The wavering of the boundaries between fiction and reality can also be seen through Nadia’s influences. She has fed herself on the popular Marxist literature of Che Guevara and Fidel Castro but has been especially influenced by the writings of the French Marxist Regis Debray, a friend of the author, who was imprisoned in Bolivia from 1967–70. Debray’s book Revolution in the Revolution became a bible for young Marxist guerrilla fighters in the Arab world. The intermingling of the characters of Frank and Debray is obvious. Nadia falls in love with Frank in Paris, thus his writings and the actual relationship make the figure of Debray omnipresent in the novel.

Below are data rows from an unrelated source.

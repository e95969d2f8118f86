//! Top-level comment rows.

use serde::{Deserialize, Serialize};

use super::lenient;

/// A top-level comment on a video.
#[derive(Debug, Clone, Default, PartialEq, Serialize, Deserialize)]
#[serde(default)]
pub struct Comment {
    #[serde(deserialize_with = "lenient::string")]
    pub comment_id: String,
    #[serde(deserialize_with = "lenient::string")]
    pub video_id: String,
    #[serde(alias = "author")]
    pub author_display_name: Option<String>,
    #[serde(alias = "text")]
    pub text_display: Option<String>,
    #[serde(alias = "likes", deserialize_with = "lenient::count")]
    pub like_count: i64,
    pub published_at: Option<String>,
}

A further tension in this epistolary novel exists because Frank is completely unaware of Nadia’s past life in the Middle East. She decides to write him a long letter telling him about the part of her life which is hidden from him, the isolation she feels because of this denial is emphasized by the separation between the present narrative line in Paris and the past narrative line of the Arab world. The parallel lines of the woman guerrilla fighter and the life of the immigrant come together at the end when Frank reads her long letter. The two lines are no longer in confrontation with each other.
The novel is written mainly in a lyrical interior monologue and in the first person. The outside reality is seen through the eyes of Nadia and the time scale is determined by her chaotic memory. The setting moves between two decades, and the cities of Paris, Aram (Damascus), Ayntab (Beirut) and Haran (Amman) to create a history absent from official accounts. The flashbacks, interior monologue, letters and dialogues seem to be disjointed, but the engagement with the question of revolution both in the Arab world and elsewhere provide the novel with structural cohesion.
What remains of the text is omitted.